There are two main types of milia-primary and secondary. Primary milia are very small and have fluid centres. They are typically found only on the face on areas that have vellus hair follicles. Secondary milia look similar to primary milia, but skin issues, such as blistering or burning, cause them.

Causes

According to DermaDoctor, trapped skin cells that cannot exfoliate naturally are the main cause of primary milia. Some people are genetically predisposed to them, while others get them after years of prolonged sun damage. Many people get them because they use heavy skin care products that prevent the natural sloughing of dead skin cells and block the hair follicles. Milia may also be a symptom of certain skin diseases, such as Porphyria Cuteanea Tarda.

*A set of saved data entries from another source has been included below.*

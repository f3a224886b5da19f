/*
 * This Source Code Form is subject to the terms of the Mozilla Public
 * License, v. 2.0. If a copy of the MPL was not distributed with this
 * file, You can obtain one at https://mozilla.org/MPL/2.0/.
 */

use std::time::{Duration, Instant};

use chess::{BitBoard, EMPTY};
use uci_parser::{UciInfo, UciResponse};

use crate::{
    move_to_uci,
    ordering::{sort_moves, sort_moves_ml, swap_to_front},
    score::MATE_BAND,
    tt::{sufficient_bounds, Bound, TranspositionTable},
    tune, Board, Evaluator, KillerTable, Move, MoveKind, Score, Weights, QUEEN_PHASE,
};

/// Whether a node sits on the presumed best line (full window) or is searched
/// with a null window to cheaply refute a non-best move.
#[derive(Clone, Copy, Debug, PartialEq, Eq)]
pub enum NodeKind {
    Pv,
    Nw,
}

/// How a search run is instrumented.
///
/// The sampling modes are used by the trainers: they count qualifying nodes
/// and, when a randomised threshold is reached, capture the node and trip the
/// deadline so the search unwinds.
#[derive(Clone, Copy, Debug, PartialEq, Eq)]
pub enum SearchMode {
    Normal,
    SampleSearch,
    SampleEval,
}

/// An interior node captured by [`SearchMode::SampleSearch`].
#[derive(Clone, Debug)]
pub struct SampledNode {
    pub board: Board,
    pub alpha: Score,
    pub depth: i32,
    pub node: NodeKind,
}

/// Coefficients of the node-level score-based pruning margin, per depth 1..=3.
const PRUNE_INTERCEPT: [f64; 3] = [106.0, 257.0, 288.0];
const PRUNE_W_SCORE: [f64; 3] = [-0.015, -0.05, -0.06];
const PRUNE_W_ABS: [f64; 3] = [0.169, 0.199, 0.216];

/// Margin a move must be able to recover for it to be searched at low
/// residual depth, indexed by that depth.
#[inline(always)]
fn futility_margin(depth: i32) -> Score {
    Score::new(tune::futility_margins!()[depth.clamp(0, 3) as usize])
}

#[inline(always)]
fn is_null_move_allowed(board: &Board, depth: i32) -> bool {
    tune::use_null_moves!() && depth > 1 && board.phase() > QUEEN_PHASE
}

#[inline(always)]
fn infinite_deadline() -> Instant {
    Instant::now() + Duration::from_secs(60 * 60 * 24)
}

/// Count of the leaf positions reachable in exactly `depth` plies.
pub fn perft(board: &mut Board, depth: i32) -> u64 {
    if depth <= 0 {
        return 1;
    }
    let moves = board.moves();
    if depth == 1 {
        return moves.len() as u64;
    }
    let mut total = 0;
    for mv in moves {
        board.make(mv);
        total += perft(board, depth - 1);
        board.unmake();
    }
    total
}

/// Executes searches on a chess position.
///
/// Bundles everything the search core mutates: the transposition tables, the
/// killer table, the ordering weights, node counters, the deadline, and the
/// sampling state. The whole search is one logical thread; cancellation is
/// sampled at node returns via the deadline.
pub struct Searcher {
    /// Transposition tables, shared between the driver and the core.
    pub tt: TranspositionTable,

    /// Killer table, cleared at the start of each search.
    pub killers: KillerTable,

    /// Move-ordering weights. Read-only during search, written by trainers.
    pub weights: Weights,

    mode: SearchMode,
    end_time: Instant,
    print_info: bool,

    nodes: u64,
    sample_nodes: u64,
    evaluation_nodes: u64,
    max_ply: usize,
    last_search_score: Score,

    sample_at: u64,
    sample_eval_at: u64,
    sampled: Option<SampledNode>,
    sampled_eval: Option<Board>,
}
/*
 * This Source Code Form is subject to the terms of the Mozilla Public
 * License, v. 2.0. If a copy of the MPL was not distributed with this
 * file, You can obtain one at https://mozilla.org/MPL/2.0/.
 */

use std::time::Duration;

use marten::{move_to_uci, Board, Score, Searcher};

fn run_depth_search(fen: &str, depth: i32) -> (Searcher, Board, String) {
    let board: Board = fen.parse().unwrap();
    let mut searcher = Searcher::new();
    searcher.set_print_info(false);
    let best = searcher.depth_search(&board, depth);
    (searcher, board, move_to_uci(best))
}

#[test]
fn depth_search_returns_a_legal_move() {
    let board = Board::startpos();
    let mut searcher = Searcher::new();
    searcher.set_print_info(false);
    let best = searcher.depth_search(&board, 5);
    assert!(board.moves().contains(&best));
    assert!(!searcher.last_search_score().is_mate());
}

#[test]
fn time_search_returns_quickly_with_a_legal_move() {
    let board = Board::startpos();
    let mut searcher = Searcher::new();
    searcher.set_print_info(false);

    let start = std::time::Instant::now();
    let best = searcher.time_search(&board, Duration::from_millis(10));
    assert!(board.moves().contains(&best));
    // The deadline is sampled at node returns, so allow generous slack.
    assert!(start.elapsed() < Duration::from_secs(2));
}

#[test]
fn finds_back_rank_mate() {
    let (searcher, _, best) = run_depth_search("6k1/5ppp/8/8/8/8/8/R5K1 w - - 0 1", 3);
    assert_eq!(best, "a1a8");
    assert!(searcher.last_search_score().is_mate());
    assert!(searcher.last_search_score() > Score::DRAW);
}

#[test]
fn prefers_winning_the_hanging_queen() {
    let (_, _, best) = run_depth_search("5k2/8/8/3q4/8/8/3R4/3K4 w - - 0 1", 4);
    assert_eq!(best, "d2d5");
}

#[test]
fn avoids_stalemating_when_winning() {
    // With K+Q against a cornered king, the search must not throw away the
    // win by stalemate inside its horizon.
    let (searcher, board, best) = run_depth_search("k7/8/2K5/8/8/8/8/1Q6 w - - 0 1", 5);
    let mut board = board.clone();
    let mv = board.parse_move(&best).unwrap();
    board.make(mv);
    assert!(
        board.in_check() || !board.moves().is_empty(),
        "{best} stalemates immediately"
    );
    assert!(searcher.last_search_score() >= Score::DRAW);
}

#[test]
fn deeper_search_from_same_searcher_reuses_the_table() {
    let board: Board = "r1bqkbnr/pppp1ppp/2n5/4p3/4P3/5N2/PPPP1PPP/RNBQKB1R w KQkq - 2 3"
        .parse()
        .unwrap();
    let mut searcher = Searcher::new();
    searcher.set_print_info(false);

    searcher.depth_search(&board, 4);
    let first_nodes = searcher.nodes();
    // Re-running the same search over a warm table visits fewer nodes.
    searcher.depth_search(&board, 4);
    assert!(searcher.nodes() <= first_nodes);
}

Secondary milia may result from poison ivy, long-term use of steroid crèmes or after dermabrasion, according to Skin Sight.

Prevention

The best way to prevent milia is to avoid prolonged time out in the sun, as well as maintaining a regular cleansing routine. Some people can prevent them by regularly exfoliating their faces with facial scrubs.

Treatment/Removal

Milia are not harmful, but most people want to remove them for cosmetic reasons. Some milia will naturally go away on their own, while others can be exfoliated with an abrasive cream. Many people try to "pop" them as if they were removing a pimple, but most milia have hard, seed-like centres. Removing them at home may cause scarring. If the milium is located on your eyelid or lip, an aesthetician or doctor can remove it by simply numbing the skin and making a small cut underneath it.